> _ASSIGNMENT_: Repeat the lines of the data that follow, please, starting at the first and stopping after the one with "const DEFAULT_TOKEN_URI: &str".

------------------------

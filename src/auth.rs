// Auth module: the OAuth2 lifecycle for the Blogger API.
//
// A run either has a usable token (loaded, refreshed, or freshly
// exchanged from an authorization code) or it stops and waits for the
// user to approve access in a browser. Waiting is recorded on disk as a
// pending marker next to the token file, and the next run resumes by
// passing the code it received.

use std::fs;
use std::path::{Path, PathBuf};

use chrono::{DateTime, Duration, Utc};
use rand::distributions::Alphanumeric;
use rand::Rng;
use reqwest::blocking::Client;
use serde::{Deserialize, Serialize};
use url::Url;

use crate::error::{PipelineError, Result};

pub const BLOGGER_SCOPE: &str = "https://www.googleapis.com/auth/blogger";
const DEFAULT_AUTH_URI: &str = "https://accounts.google.com/o/oauth2/auth";
const DEFAULT_TOKEN_URI: &str = "https://oauth2.googleapis.com/token";
const DEFAULT_REDIRECT_URI: &str = "http://localhost";
const EXPIRY_LEEWAY_SECS: i64 = 30;

/// OAuth client registration, as found in the `client_secret.json` file
/// downloaded from the Google Cloud console.
#[derive(Clone, Debug, Deserialize)]
pub struct ClientSecret {
    pub client_id: String,
    pub client_secret: String,
    #[serde(default = "default_auth_uri")]
    pub auth_uri: String,
    #[serde(default = "default_token_uri")]
    pub token_uri: String,
    #[serde(default)]
    pub redirect_uris: Vec<String>,
}

fn default_auth_uri() -> String {
    DEFAULT_AUTH_URI.into()
}

fn default_token_uri() -> String {
    DEFAULT_TOKEN_URI.into()
}

#[derive(Deserialize)]
struct ClientSecretFile {
    installed: Option<ClientSecret>,
    web: Option<ClientSecret>,
}

impl ClientSecret {
    pub fn load(path: &Path) -> Result<Self> {
        let data = fs::read_to_string(path).map_err(|e| PipelineError::io(path, e))?;
        Self::parse(&data)
    }

    pub fn parse(data: &str) -> Result<Self> {
        let file: ClientSecretFile = serde_json::from_str(data)?;
        file.installed.or(file.web).ok_or_else(|| {
            PipelineError::Config("client secret has neither an \"installed\" nor a \"web\" section".into())
        })
    }

    pub fn redirect_uri(&self) -> &str {
        self.redirect_uris
            .first()
            .map(String::as_str)
            .unwrap_or(DEFAULT_REDIRECT_URI)
    }

    /// Consent page URL for offline (refreshable) access to the blog.
    pub fn authorization_url(&self, state: &str) -> Result<String> {
        let url = Url::parse_with_params(
            &self.auth_uri,
            &[
                ("response_type", "code"),
                ("client_id", self.client_id.as_str()),
                ("redirect_uri", self.redirect_uri()),
                ("scope", BLOGGER_SCOPE),
                ("access_type", "offline"),
                ("prompt", "select_account consent"),
                ("state", state),
            ],
        )
        .map_err(|e| PipelineError::Config(format!("invalid auth_uri {}: {}", self.auth_uri, e)))?;
        Ok(url.into())
    }
}

/// Stored credentials. `expires_at == None` means the server never told
/// us, and the token is used until a call fails.
#[derive(Clone, Debug, PartialEq, Eq, Serialize, Deserialize)]
pub struct OAuthToken {
    pub access_token: String,
    #[serde(default, skip_serializing_if = "Option::is_none")]
    pub refresh_token: Option<String>,
    #[serde(default, skip_serializing_if = "Option::is_none")]
    pub expires_at: Option<DateTime<Utc>>,
    #[serde(default, skip_serializing_if = "Option::is_none")]
    pub scope: Option<String>,
    #[serde(default = "default_token_type")]
    pub token_type: String,
}

fn default_token_type() -> String {
    "Bearer".into()
}

impl OAuthToken {
    pub fn is_expired(&self, now: DateTime<Utc>) -> bool {
        match self.expires_at {
            Some(at) => now + Duration::seconds(EXPIRY_LEEWAY_SECS) >= at,
            None => false,
        }
    }

    pub fn has_refresh_token(&self) -> bool {
        self.refresh_token.as_deref().map_or(false, |t| !t.is_empty())
    }
}

/// Body of a successful answer from the token endpoint.
#[derive(Clone, Debug, Deserialize)]
pub struct TokenResponse {
    pub access_token: String,
    #[serde(default)]
    pub expires_in: Option<i64>,
    #[serde(default)]
    pub refresh_token: Option<String>,
    #[serde(default)]
    pub scope: Option<String>,
    #[serde(default)]
    pub token_type: Option<String>,
}

impl TokenResponse {
    /// Turn the response into a stored token. `previous_refresh` is kept
    /// when the server does not hand out a new refresh token.
    pub fn into_token(self, now: DateTime<Utc>, previous_refresh: Option<String>) -> OAuthToken {
        OAuthToken {
            access_token: self.access_token,
            refresh_token: self.refresh_token.or(previous_refresh),
            expires_at: self.expires_in.map(|secs| now + Duration::seconds(secs)),
            scope: self.scope,
            token_type: self.token_type.unwrap_or_else(default_token_type),
        }
    }
}

/// The two calls made against the OAuth token endpoint.
pub trait TokenEndpoint {
    fn exchange_code(&self, code: &str) -> Result<TokenResponse>;
    fn refresh(&self, refresh_token: &str) -> Result<TokenResponse>;
}

pub struct GoogleTokenEndpoint {
    client: Client,
    secret: ClientSecret,
}

impl GoogleTokenEndpoint {
    pub fn new(secret: ClientSecret) -> Result<Self> {
        let client = Client::builder()
            .build()
            .map_err(|e| PipelineError::OAuth(format!("failed to build HTTP client: {}", e)))?;
        Ok(GoogleTokenEndpoint { client, secret })
    }

    fn post(&self, form: &[(&str, &str)]) -> Result<TokenResponse> {
        let res = self
            .client
            .post(&self.secret.token_uri)
            .form(form)
            .send()
            .map_err(|e| PipelineError::OAuth(e.to_string()))?;
        if !res.status().is_success() {
            let status = res.status();
            let txt = res.text().unwrap_or_else(|_| "".into());
            return Err(PipelineError::OAuth(format!("{} - {}", status, txt)));
        }
        res.json()
            .map_err(|e| PipelineError::OAuth(format!("unreadable token response: {}", e)))
    }
}

impl TokenEndpoint for GoogleTokenEndpoint {
    fn exchange_code(&self, code: &str) -> Result<TokenResponse> {
        self.post(&[
            ("grant_type", "authorization_code"),
            ("code", code),
            ("client_id", self.secret.client_id.as_str()),
            ("client_secret", self.secret.client_secret.as_str()),
            ("redirect_uri", self.secret.redirect_uri()),
        ])
    }

    fn refresh(&self, refresh_token: &str) -> Result<TokenResponse> {
        self.post(&[
            ("grant_type", "refresh_token"),
            ("refresh_token", refresh_token),
            ("client_id", self.secret.client_id.as_str()),
            ("client_secret", self.secret.client_secret.as_str()),
        ])
    }
}

/// Marker left behind when a run stops to wait for the user.
#[derive(Clone, Debug, PartialEq, Eq, Serialize, Deserialize)]
pub struct PendingAuthorization {
    pub state: String,
    pub authorization_url: String,
    pub created_at: DateTime<Utc>,
}

/// Token file plus its pending-authorization marker.
#[derive(Clone, Debug)]
pub struct TokenStore {
    path: PathBuf,
}

impl TokenStore {
    pub fn new(path: impl Into<PathBuf>) -> Self {
        TokenStore { path: path.into() }
    }

    pub fn path(&self) -> &Path {
        &self.path
    }

    pub fn pending_path(&self) -> PathBuf {
        let mut name = self.path.as_os_str().to_os_string();
        name.push(".pending");
        PathBuf::from(name)
    }

    /// Load the token. A missing file gives `None`; so does a file that
    /// does not hold a usable token, which is logged and otherwise
    /// ignored so that authorization starts over.
    pub fn load(&self) -> Result<Option<OAuthToken>> {
        let data = match fs::read_to_string(&self.path) {
            Ok(data) => data,
            Err(e) if e.kind() == std::io::ErrorKind::NotFound => return Ok(None),
            Err(e) => return Err(PipelineError::io(&self.path, e)),
        };
        match serde_json::from_str::<OAuthToken>(&data) {
            Ok(token) if !token.access_token.is_empty() => Ok(Some(token)),
            Ok(_) => {
                tracing::warn!(path = %self.path.display(), "token file has an empty access token, ignoring it");
                Ok(None)
            }
            Err(e) => {
                tracing::warn!(path = %self.path.display(), error = %e, "token file is not valid, ignoring it");
                Ok(None)
            }
        }
    }

    /// Overwrite the token file.
    pub fn save(&self, token: &OAuthToken) -> Result<()> {
        write_json(&self.path, token)
    }

    pub fn load_pending(&self) -> Result<Option<PendingAuthorization>> {
        let path = self.pending_path();
        let data = match fs::read_to_string(&path) {
            Ok(data) => data,
            Err(e) if e.kind() == std::io::ErrorKind::NotFound => return Ok(None),
            Err(e) => return Err(PipelineError::io(path, e)),
        };
        match serde_json::from_str(&data) {
            Ok(pending) => Ok(Some(pending)),
            Err(e) => {
                tracing::warn!(path = %path.display(), error = %e, "pending authorization marker is not valid, ignoring it");
                Ok(None)
            }
        }
    }

    pub fn save_pending(&self, pending: &PendingAuthorization) -> Result<()> {
        write_json(&self.pending_path(), pending)
    }

    pub fn clear_pending(&self) -> Result<()> {
        let path = self.pending_path();
        match fs::remove_file(&path) {
            Ok(()) => Ok(()),
            Err(e) if e.kind() == std::io::ErrorKind::NotFound => Ok(()),
            Err(e) => Err(PipelineError::io(path, e)),
        }
    }
}

fn write_json<T: Serialize>(path: &Path, value: &T) -> Result<()> {
    if let Some(parent) = path.parent().filter(|p| !p.as_os_str().is_empty()) {
        fs::create_dir_all(parent).map_err(|e| PipelineError::io(parent, e))?;
    }
    let data = serde_json::to_string_pretty(value)?;
    fs::write(path, data).map_err(|e| PipelineError::io(path, e))
}

/// What the token file says before any network call is made.
#[derive(Clone, Copy, Debug, PartialEq, Eq)]
pub enum AuthState {
    Missing,
    Valid,
    Refreshable,
    ExpiredWithoutRefresh,
}

#[derive(Clone, Debug, PartialEq, Eq)]
pub enum AuthOutcome {
    Authorized(OAuthToken),
    /// The user has to open the URL and come back with a code.
    Pending(PendingAuthorization),
}

pub struct Authorizer<'a> {
    endpoint: &'a dyn TokenEndpoint,
    secret: &'a ClientSecret,
    store: TokenStore,
}

impl<'a> Authorizer<'a> {
    pub fn new(endpoint: &'a dyn TokenEndpoint, secret: &'a ClientSecret, store: TokenStore) -> Self {
        Authorizer {
            endpoint,
            secret,
            store,
        }
    }

    pub fn store(&self) -> &TokenStore {
        &self.store
    }

    pub fn state(&self) -> Result<AuthState> {
        Ok(classify(self.store.load()?.as_ref(), Utc::now()))
    }

    /// Produce a usable access token, or start (and record) the
    /// interactive authorization when there is no way to get one.
    pub fn authorize(&self, code: Option<&str>) -> Result<AuthOutcome> {
        if let Some(code) = code.map(str::trim).filter(|c| !c.is_empty()) {
            return self.exchange(code).map(AuthOutcome::Authorized);
        }

        let now = Utc::now();
        let token = self.store.load()?;
        match (classify(token.as_ref(), now), token) {
            (AuthState::Valid, Some(token)) => {
                tracing::debug!("using stored access token");
                Ok(AuthOutcome::Authorized(token))
            }
            (AuthState::Refreshable, Some(token)) => {
                tracing::info!("access token expired, refreshing");
                let refresh_token = token.refresh_token.unwrap_or_default();
                let response = self.endpoint.refresh(&refresh_token)?;
                let refreshed = response.into_token(now, Some(refresh_token));
                self.store.save(&refreshed)?;
                Ok(AuthOutcome::Authorized(refreshed))
            }
            (state, _) => {
                tracing::info!(?state, "no usable token, authorization required");
                self.begin().map(AuthOutcome::Pending)
            }
        }
    }

    /// Phase one: write the pending marker and hand back the consent URL.
    pub fn begin(&self) -> Result<PendingAuthorization> {
        let state: String = rand::thread_rng()
            .sample_iter(&Alphanumeric)
            .take(32)
            .map(char::from)
            .collect();
        let pending = PendingAuthorization {
            authorization_url: self.secret.authorization_url(&state)?,
            state,
            created_at: Utc::now(),
        };
        self.store.save_pending(&pending)?;
        Ok(pending)
    }

    /// Phase two: trade the code for tokens and persist them.
    pub fn exchange(&self, code: &str) -> Result<OAuthToken> {
        if self.store.load_pending()?.is_none() {
            tracing::warn!("authorization code supplied without a pending authorization");
        }
        let response = self.endpoint.exchange_code(code)?;
        let previous = self.store.load()?.and_then(|t| t.refresh_token);
        let token = response.into_token(Utc::now(), previous);
        self.store.save(&token)?;
        self.store.clear_pending()?;
        tracing::info!(path = %self.store.path().display(), "authorization complete, token saved");
        Ok(token)
    }
}

fn classify(token: Option<&OAuthToken>, now: DateTime<Utc>) -> AuthState {
    match token {
        None => AuthState::Missing,
        Some(t) if !t.is_expired(now) => AuthState::Valid,
        Some(t) if t.has_refresh_token() => AuthState::Refreshable,
        Some(_) => AuthState::ExpiredWithoutRefresh,
    }
}
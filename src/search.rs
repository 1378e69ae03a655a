// Search module: a small blocking client for the Pexels search API. It
// only knows how to turn a keyword into a list of image URLs.

use reqwest::blocking::{Client, Request};
use reqwest::header::AUTHORIZATION;
use serde::Deserialize;

use crate::error::{PipelineError, Result};

/// One hit from the image search, consumed by rehosting.
#[derive(Clone, Debug, PartialEq, Eq)]
pub struct ImageResult {
    pub source_url: String,
}

/// Anything that can look up stock images for a keyword.
pub trait ImageSearch {
    fn search(&self, keyword: &str, count: usize) -> Result<Vec<ImageResult>>;
}

#[derive(Debug, Deserialize)]
struct SearchResponse {
    #[serde(default)]
    photos: Vec<Photo>,
}

#[derive(Debug, Deserialize)]
struct Photo {
    #[serde(default)]
    src: PhotoSources,
}

#[derive(Debug, Default, Deserialize)]
struct PhotoSources {
    large: Option<String>,
    original: Option<String>,
}

#[derive(Clone)]
pub struct PexelsClient {
    client: Client,
    base_url: String,
    api_key: String,
}

impl PexelsClient {
    pub fn new(base_url: &str, api_key: &str) -> Result<Self> {
        let client = Client::builder()
            .build()
            .map_err(|e| PipelineError::Search(format!("failed to build HTTP client: {}", e)))?;
        Ok(PexelsClient {
            client,
            base_url: base_url.trim_end_matches('/').to_string(),
            api_key: api_key.to_string(),
        })
    }

    fn search_request(&self, keyword: &str, count: usize) -> Result<Request> {
        self.client
            .get(format!("{}/search", self.base_url))
            .header(AUTHORIZATION, &self.api_key)
            .query(&[("query", keyword.to_string()), ("per_page", count.to_string())])
            .build()
            .map_err(|e| PipelineError::Search(format!("invalid request: {}", e)))
    }
}

impl ImageSearch for PexelsClient {
    fn search(&self, keyword: &str, count: usize) -> Result<Vec<ImageResult>> {
        if keyword.trim().is_empty() {
            return Err(PipelineError::InvalidInput("keyword must not be empty".into()));
        }
        if count == 0 {
            return Err(PipelineError::InvalidInput("image count must be positive".into()));
        }

        let request = self.search_request(keyword, count)?;
        tracing::debug!(url = %request.url(), "searching images");
        let res = self
            .client
            .execute(request)
            .map_err(|e| PipelineError::Search(e.to_string()))?;
        if !res.status().is_success() {
            let status = res.status();
            let txt = res.text().unwrap_or_else(|_| "".into());
            return Err(PipelineError::Search(format!("{} - {}", status, txt)));
        }
        let body = res
            .text()
            .map_err(|e| PipelineError::Search(e.to_string()))?;
        parse_search_response(&body, count)
    }
}

/// Pull one URL per photo out of a search response, preferring the
/// `large` variant. At most `count` results are returned.
pub fn parse_search_response(body: &str, count: usize) -> Result<Vec<ImageResult>> {
    let parsed: SearchResponse = serde_json::from_str(body)?;
    Ok(parsed
        .photos
        .into_iter()
        .filter_map(|photo| photo.src.large.or(photo.src.original))
        .filter(|url| !url.is_empty())
        .take(count)
        .map(|source_url| ImageResult { source_url })
        .collect())
}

------------------------

> _YOUR SOLUTION_:
filename src/auth.rs
// Auth module: the OAuth2 lifecycle for the Blogger API.
//
// A run either has a usable token (loaded, refreshed, or freshly
// exchanged from an authorization code) or it stops and waits for the
// user to approve access in a browser. Waiting is recorded on disk as a
// pending marker next to the token file, and the next run resumes by
// passing the code it received.

use std::fs;
use std::path::{Path, PathBuf};

use chrono::{DateTime, Duration, Utc};
use rand::distributions::Alphanumeric;
use rand::Rng;
use reqwest::blocking::Client;
use serde::{Deserialize, Serialize};
use url::Url;

use crate::error::{PipelineError, Result};

pub const BLOGGER_SCOPE: &str = "https://www.googleapis.com/auth/blogger";
const DEFAULT_AUTH_URI: &str = "https://accounts.google.com/o/oauth2/auth";
const DEFAULT_TOKEN_URI: &str = "https://oauth2.googleapis.com/token";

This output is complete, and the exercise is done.